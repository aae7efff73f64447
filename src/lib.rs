//! # vertebrate - a minimal synchronous event emitter
//!
//! Listeners are registered under an event name, optionally limited to a
//! number of invocations, and called in registration order whenever that
//! event is triggered. Each registration returns a [`Handle`] that cancels
//! exactly that listener.
//!
//! ## Core Concepts
//!
//! - **Emitter**: owns the per-event listener lists and dispatches events
//! - **Handle**: opaque token identifying one registration
//! - **Count**: how many more times a listener may fire, or unbounded
//!
//! ## Usage
//!
//! ```rust
//! use vertebrate::{Count, Emitter};
//!
//! let emitter: Emitter<Vec<i32>> = Emitter::new();
//!
//! let handle = emitter.on("test-event", |_, args| println!("got {args:?}"));
//! emitter.on_limited("test-event", |_, _| {}, 2)?;
//! emitter.on_limited("test-event", |_, _| {}, Count::Unbounded)?;
//!
//! assert_eq!(emitter.trigger("test-event", &vec![1, 2, 3]), 3);
//!
//! emitter.off(&handle);
//! emitter.all_off(Some("test-event"));
//! assert!(!emitter.has_listeners("test-event"));
//! # Ok::<(), vertebrate::EmitterError>(())
//! ```

#![warn(missing_docs)]
#![warn(clippy::all)]
#![warn(clippy::pedantic)]
#![allow(clippy::module_name_repetitions)]

pub mod config;
pub mod count;
pub mod emitter;
pub mod error;

// Re-export primary types at crate root for convenience
pub use config::EmitterConfig;
pub use count::{Count, IntoCount};
pub use emitter::{Emitter, Handle};
pub use error::{EmitterError, EmitterResult, ValidationError};
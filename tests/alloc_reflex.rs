use std::alloc::System;
use std::cell::Cell;
use std::rc::Rc;

use stats_alloc::{Region, Stats, StatsAlloc, INSTRUMENTED_SYSTEM};

use vertebrate::{Emitter, Handle};

#[global_allocator]
static GLOBAL: &StatsAlloc<System> = &INSTRUMENTED_SYSTEM;

// `bytes_allocated` and `bytes_deallocated` already account for realloc
// size changes; `bytes_reallocated` is the same delta reported separately.
#[allow(clippy::cast_possible_wrap)]
fn net_bytes(stats: &Stats) -> isize {
    stats.bytes_allocated as isize - stats.bytes_deallocated as isize
}

fn assert_reclaimed(stats: &Stats, what: &str) {
    assert_eq!(net_bytes(stats), 0, "{what} leaked bytes: {stats:?}");
    assert_eq!(
        stats.allocations, stats.deallocations,
        "{what} leaked allocations: {stats:?}"
    );
}

fn busy_emitter(hits: &Rc<Cell<u64>>, listeners: usize) -> (Emitter<u64>, Vec<Handle>) {
    let emitter: Emitter<u64> = Emitter::new();
    let handles = (0..listeners)
        .map(|i| {
            let hits = Rc::clone(hits);
            if i % 2 == 0 {
                emitter.on("tick", move |_, n| hits.set(hits.get() + n))
            } else {
                emitter
                    .on_limited("tick", move |_, n| hits.set(hits.get() + n), 3)
                    .unwrap()
            }
        })
        .collect();
    (emitter, handles)
}

// Everything runs in one test so no other test thread allocates while a
// region is being measured.
#[test]
fn emitter_lifecycle_allocation_reflex() {
    let hits = Rc::new(Cell::new(0));

    // Warm up: first uuid generation and tracing callsite registration
    // for every path measured below.
    {
        let (emitter, handles) = busy_emitter(&hits, 12);
        for _ in 0..3 {
            emitter.trigger("tick", &1);
        }
        emitter.off(&handles[0]);
        emitter.all_off(None);
    }

    // Emitters that are simply dropped leave nothing behind.
    let region = Region::new(GLOBAL);
    for _ in 0..1_000 {
        let emitter: Emitter<u64> = Emitter::new();
        drop(emitter);
    }
    let stats = region.change();
    assert_reclaimed(&stats, "dropped emitters");

    // Emitters dropped with a listener still registered leave nothing behind.
    let region = Region::new(GLOBAL);
    for _ in 0..1_000 {
        let hits = Rc::clone(&hits);
        let emitter: Emitter<u64> = Emitter::new();
        let _handle = emitter.on("test", move |_, n| hits.set(hits.get() + n));
    }
    let stats = region.change();
    assert_reclaimed(&stats, "listeners");
    assert_eq!(Rc::strong_count(&hits), 1);

    // Full lifecycle: register, dispatch, clear, drop.
    let region = Region::new(GLOBAL);
    {
        let (emitter, handles) = busy_emitter(&hits, 32);
        for n in 0..5 {
            emitter.trigger("tick", &n);
        }
        emitter.all_off(None);
        for h in &handles {
            assert!(!emitter.off(h));
        }
    }
    let stats = region.change();
    assert_reclaimed(&stats, "cleared emitter");
    assert_eq!(Rc::strong_count(&hits), 1);

    // A live emitter is visible to the measurement.
    let region = Region::new(GLOBAL);
    let just_one: Emitter<u64> = Emitter::new();
    let reference = just_one.on("test", |_, _| {});
    let stats = region.change();
    assert!(net_bytes(&stats) > 0, "live emitter not observed: {stats:?}");
    assert!(just_one.is_subscribed(&reference));

    // Dispatch only allocates the per-pass snapshot.
    let (emitter, _handles) = busy_emitter(&hits, 16);
    let region = Region::new(GLOBAL);
    for _ in 0..100 {
        emitter.trigger("tick", &0);
    }
    let stats = region.change();
    assert!(
        stats.allocations <= 100,
        "trigger allocated too much: {stats:?}"
    );
    assert_reclaimed(&stats, "trigger");
}
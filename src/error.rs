//! Error types for vertebrate.
//!
//! All errors are strongly typed using thiserror. Only registration can fail;
//! removal and dispatch absorb stale handles and unknown event names.

use thiserror::Error;

/// Validation errors raised when registering a listener.
#[derive(Debug, Clone, PartialEq, Eq, Error)]
pub enum ValidationError {
    /// The count was supplied but is not a number at all.
    #[error("Count must be a number, got {found}")]
    CountNotNumeric {
        /// Kind of value that was supplied instead.
        found: String,
    },

    /// The count is numeric but not a positive integer (or unbounded).
    #[error("Count must be a positive integer or unbounded, got {count}")]
    CountOutOfRange {
        /// The rejected count, as written.
        count: String,
    },
}

impl ValidationError {
    pub(crate) fn not_numeric(found: impl Into<String>) -> Self {
        Self::CountNotNumeric {
            found: found.into(),
        }
    }

    pub(crate) fn out_of_range(count: impl ToString) -> Self {
        Self::CountOutOfRange {
            count: count.to_string(),
        }
    }

    /// Returns true for the type-violation kind (wrong kind of value).
    #[must_use]
    pub const fn is_type_violation(&self) -> bool {
        matches!(self, Self::CountNotNumeric { .. })
    }

    /// Returns true for the range-violation kind (right kind, illegal value).
    #[must_use]
    pub const fn is_range_violation(&self) -> bool {
        matches!(self, Self::CountOutOfRange { .. })
    }
}

/// Top-level error type for vertebrate.
#[derive(Debug, Clone, PartialEq, Eq, Error)]
pub enum EmitterError {
    /// A registration argument was rejected.
    #[error("Invalid argument: {0}")]
    Validation(#[from] ValidationError),
}

impl EmitterError {
    /// Returns true if this is a validation error.
    #[must_use]
    pub const fn is_validation(&self) -> bool {
        matches!(self, Self::Validation(_))
    }

    /// Returns true if the offending value had the wrong type.
    #[must_use]
    pub const fn is_type_violation(&self) -> bool {
        match self {
            Self::Validation(e) => e.is_type_violation(),
        }
    }

    /// Returns true if the offending value had the right type but an illegal value.
    #[must_use]
    pub const fn is_range_violation(&self) -> bool {
        match self {
            Self::Validation(e) => e.is_range_violation(),
        }
    }

    /// Registration failures are caller mistakes; retrying the same call fails again.
    #[must_use]
    pub const fn is_retryable(&self) -> bool {
        false
    }
}

/// Result type alias for emitter operations.
pub type EmitterResult<T> = Result<T, EmitterError>;

#[cfg(test)]
mod tests {
    use super::*;

    #[test]
    fn test_validation_error_not_numeric() {
        let err = ValidationError::not_numeric("string");
        let msg = format!("{err}");
        assert!(msg.contains("must be a number"));
        assert!(msg.contains("string"));
        assert!(err.is_type_violation());
        assert!(!err.is_range_violation());
    }

    #[test]
    fn test_validation_error_out_of_range() {
        let err = ValidationError::out_of_range(1.5);
        let msg = format!("{err}");
        assert!(msg.contains("1.5"));
        assert!(msg.contains("positive integer"));
        assert!(err.is_range_violation());
        assert!(!err.is_type_violation());
    }

    #[test]
    fn test_emitter_error_from_validation() {
        let err: EmitterError = ValidationError::out_of_range(0).into();
        assert!(err.is_validation());
        assert!(err.is_range_violation());
        assert!(!err.is_type_violation());
        assert!(!err.is_retryable());
        assert!(format!("{err}").starts_with("Invalid argument"));
    }

    #[test]
    fn test_emitter_error_type_violation() {
        let err: EmitterError = ValidationError::not_numeric("bool").into();
        assert!(err.is_type_violation());
        assert!(!err.is_range_violation());
    }
}
use chrono::{Duration, TimeZone, Utc};
use proptest::prelude::*;
use sysops_report::analyzer::anomaly::{classify, classify_value};
use sysops_report::analyzer::threshold::{derive_thresholds_with, ThresholdMethod};
use sysops_report::stats::summarize;
use sysops_report::types::{Comparator, MetricId, MetricSeries, Severity};

fn make_series(values: &[f64]) -> MetricSeries {
    let start = Utc.with_ymd_and_hms(2024, 1, 1, 0, 0, 0).unwrap();
    MetricSeries::from_pairs(
        MetricId::Cpu,
        values
            .iter()
            .enumerate()
            .map(|(i, v)| (start + Duration::seconds(10 * i as i64), *v)),
    )
    .unwrap()
}

/// Valid method configs: warning parameter never above critical
fn arb_method() -> impl Strategy<Value = ThresholdMethod> {
    prop_oneof![
        (0.0f64..=100.0, 0.0f64..=100.0).prop_map(|(a, b)| ThresholdMethod::Percentile {
            warning: a.min(b),
            critical: a.max(b),
        }),
        (0.0f64..10.0, 0.0f64..10.0).prop_map(|(a, b)| ThresholdMethod::StdDev {
            warning_sigma: a.min(b),
            critical_sigma: a.max(b),
        }),
        (0.0f64..10.0, 0.0f64..10.0).prop_map(|(a, b)| ThresholdMethod::Iqr {
            warning_factor: a.min(b),
            critical_factor: a.max(b),
        }),
    ]
}

fn arb_comparator() -> impl Strategy<Value = Comparator> {
    prop_oneof![Just(Comparator::GreaterThan), Just(Comparator::LessThan)]
}

fn arb_values() -> impl Strategy<Value = Vec<f64>> {
    prop::collection::vec(-1_000.0f64..1_000.0, 1..200)
}

proptest! {
    #[test]
    fn critical_never_closer_than_warning(
        values in arb_values(),
        method in arb_method(),
        comparator in arb_comparator(),
    ) {
        let series = make_series(&values);
        let stats = summarize(&series).unwrap();
        let spec = derive_thresholds_with(&series, &method, &stats, comparator).unwrap();

        match comparator {
            Comparator::GreaterThan => prop_assert!(spec.warning_bound <= spec.critical_bound),
            Comparator::LessThan => prop_assert!(spec.critical_bound <= spec.warning_bound),
        }
    }

    #[test]
    fn critical_takes_precedence(
        values in arb_values(),
        method in arb_method(),
        comparator in arb_comparator(),
    ) {
        let series = make_series(&values);
        let stats = summarize(&series).unwrap();
        let spec = derive_thresholds_with(&series, &method, &stats, comparator).unwrap();

        for record in classify(&series, &spec) {
            let hits_critical = comparator.reaches(record.value, spec.critical_bound, spec.collapsed);
            let hits_warning = comparator.reaches(record.value, spec.warning_bound, spec.collapsed);
            let expected = if hits_critical {
                Severity::Critical
            } else if hits_warning {
                Severity::Warning
            } else {
                Severity::Normal
            };
            prop_assert_eq!(record.severity, expected);
            prop_assert_eq!(record.severity, classify_value(record.value, &spec));
        }
    }

    #[test]
    fn classification_preserves_order_and_length(
        values in arb_values(),
        method in arb_method(),
    ) {
        let series = make_series(&values);
        let stats = summarize(&series).unwrap();
        let spec = derive_thresholds_with(&series, &method, &stats, Comparator::GreaterThan).unwrap();

        let records = classify(&series, &spec);
        prop_assert_eq!(records.len(), series.len());

        let replay: Vec<_> = records.clone().collect();
        let first: Vec<_> = records.collect();
        prop_assert_eq!(&first, &replay);

        for (record, sample) in first.iter().zip(series.samples()) {
            prop_assert_eq!(record.timestamp, sample.timestamp);
            prop_assert_eq!(record.value, sample.value);
        }
    }

    #[test]
    fn constant_series_is_never_anomalous(
        value in -500.0f64..500.0,
        len in 1usize..100,
        method in arb_method(),
        comparator in arb_comparator(),
    ) {
        let series = make_series(&vec![value; len]);
        let stats = summarize(&series).unwrap();
        let spec = derive_thresholds_with(&series, &method, &stats, comparator).unwrap();

        prop_assert!(spec.collapsed);
        prop_assert!(classify(&series, &spec).all(|r| r.severity == Severity::Normal));
    }
}
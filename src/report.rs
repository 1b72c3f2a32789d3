use std::fmt::Write as _;

use anyhow::Result;
use chrono::{DateTime, Utc};
use serde::Serialize;

use crate::analyzer::{Analysis, MetricAnalysis};
use crate::analyzer::distribution::Shape;
use crate::recommend::Recommendation;
use crate::types::AnomalyRecord;

/// Most flagged samples listed per metric in the text report
const MAX_LISTED_ANOMALIES: usize = 10;

/// Health report handed to the renderers
#[derive(Debug, Clone, Serialize)]
pub struct Report {
    pub generated_at: DateTime<Utc>,
    pub hostname: String,
    pub rows: usize,
    pub analysis: Analysis,
    pub recommendations: Vec<Recommendation>,
}

/// JSON view: the full analysis plus only the flagged records
#[derive(Serialize)]
struct JsonReport<'a> {
    #[serde(flatten)]
    report: &'a Report,
    anomalies: Vec<&'a AnomalyRecord>,
}

impl Report {
    pub fn new(hostname: impl Into<String>, rows: usize, analysis: Analysis, recommendations: Vec<Recommendation>) -> Self {
        Self {
            generated_at: Utc::now(),
            hostname: hostname.into(),
            rows,
            analysis,
            recommendations,
        }
    }

    pub fn to_json(&self) -> Result<String> {
        let view = JsonReport {
            report: self,
            anomalies: self.analysis.metrics.iter().flat_map(|m| m.flagged()).collect(),
        };
        Ok(serde_json::to_string_pretty(&view)?)
    }

    pub fn to_text(&self) -> String {
        let mut out = String::new();
        // fmt::Write into a String cannot fail
        let _ = self.write_text(&mut out);
        out
    }

    fn write_text(&self, out: &mut String) -> std::fmt::Result {
        writeln!(out, "Server performance report for {}", self.hostname)?;
        writeln!(out, "Generated {} from {} records", self.generated_at.format("%Y-%m-%d %H:%M:%S UTC"), self.rows)?;
        writeln!(out, "Threshold method: {}", self.analysis.method)?;

        writeln!(out, "\n=== DESCRIPTIVE STATISTICS ===")?;
        for m in &self.analysis.metrics {
            let s = &m.stats;
            writeln!(out, "\n{}:", m.metric.column())?;
            writeln!(out, "  Mean: {:.2}", s.mean)?;
            writeln!(out, "  Median: {:.2}", s.median)?;
            writeln!(out, "  Std Dev: {:.2}", s.std_dev)?;
            writeln!(out, "  Min: {:.2}", s.min)?;
            writeln!(out, "  Max: {:.2}", s.max)?;
            writeln!(out, "  Q1: {:.2}", s.q1)?;
            writeln!(out, "  Q3: {:.2}", s.q3)?;
            writeln!(out, "  Count: {}", s.count)?;
        }

        writeln!(out, "\n=== DISTRIBUTION ANALYSIS ===")?;
        for m in &self.analysis.metrics {
            let d = &m.distribution;
            writeln!(out, "\n{}:", m.metric.column())?;
            if let Some(test) = d.normality {
                writeln!(out, "  KS statistic: {:.4} (p-value {:.4})", test.statistic, test.p_value)?;
            }
            writeln!(out, "  Skewness: {:.4}", d.skewness)?;
            writeln!(out, "  Kurtosis: {:.4}", d.kurtosis)?;
            let normal = if d.shape == Shape::ApproximatelyNormal { "Yes" } else { "No" };
            writeln!(out, "  Normal distribution: {} ({})", normal, d.shape)?;
        }

        writeln!(out, "\n=== TIME PATTERN ANALYSIS ===")?;
        for m in &self.analysis.metrics {
            write_hourly(out, m)?;
        }

        writeln!(out, "\n=== ALERTNESS THRESHOLDS ===")?;
        for m in &self.analysis.metrics {
            let t = &m.thresholds;
            writeln!(
                out,
                "{}: Warning {} {:.2}, Critical {} {:.2}",
                m.metric.column(),
                t.comparator,
                t.warning_bound,
                t.comparator,
                t.critical_bound
            )?;
        }

        writeln!(out, "\n=== ANOMALY DETECTION ===")?;
        for m in &self.analysis.metrics {
            let s = &m.summary;
            writeln!(
                out,
                "{}: {} warnings ({:.1}%), {} critical ({:.1}%)",
                m.metric.column(),
                s.warning_count,
                s.warning_pct(),
                s.critical_count,
                s.critical_pct()
            )?;
            for record in m.flagged().take(MAX_LISTED_ANOMALIES) {
                writeln!(
                    out,
                    "  [{}] {} {:.2}{}",
                    record.severity,
                    record.timestamp.format("%Y-%m-%d %H:%M:%S"),
                    record.value,
                    record.metric.unit()
                )?;
            }
            let flagged = s.warning_count + s.critical_count;
            if flagged > MAX_LISTED_ANOMALIES {
                writeln!(out, "  ... {} more", flagged - MAX_LISTED_ANOMALIES)?;
            }
        }

        if !self.analysis.failures.is_empty() {
            writeln!(out, "\n=== SKIPPED METRICS ===")?;
            for f in &self.analysis.failures {
                writeln!(out, "{}: {}", f.metric.column(), f.error)?;
            }
        }

        writeln!(out, "\n=== OPTIMIZATION RECOMMENDATIONS ===")?;
        if self.recommendations.is_empty() {
            writeln!(out, "No recommendations.")?;
        }
        for (i, rec) in self.recommendations.iter().enumerate() {
            writeln!(out, "{}. {}", i + 1, rec.message)?;
        }

        Ok(())
    }
}

fn write_hourly(out: &mut String, m: &MetricAnalysis) -> std::fmt::Result {
    writeln!(out, "\nHourly {} means:", m.metric.column())?;
    for (hour, bucket) in &m.time_patterns.hourly {
        writeln!(out, "  {:02}:00  {:>8.2}  (n={})", hour, bucket.mean, bucket.count)?;
    }
    Ok(())
}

## What the exercise asks
Show the lines from the data above that contain the string "Cell".

## Task response
use std::cell::Cell;
fn busy_emitter(hits: &Rc<Cell<u64>>, listeners: usize) -> (Emitter<u64>, Vec<Handle>) {
    let hits = Rc::new(Cell::new(0));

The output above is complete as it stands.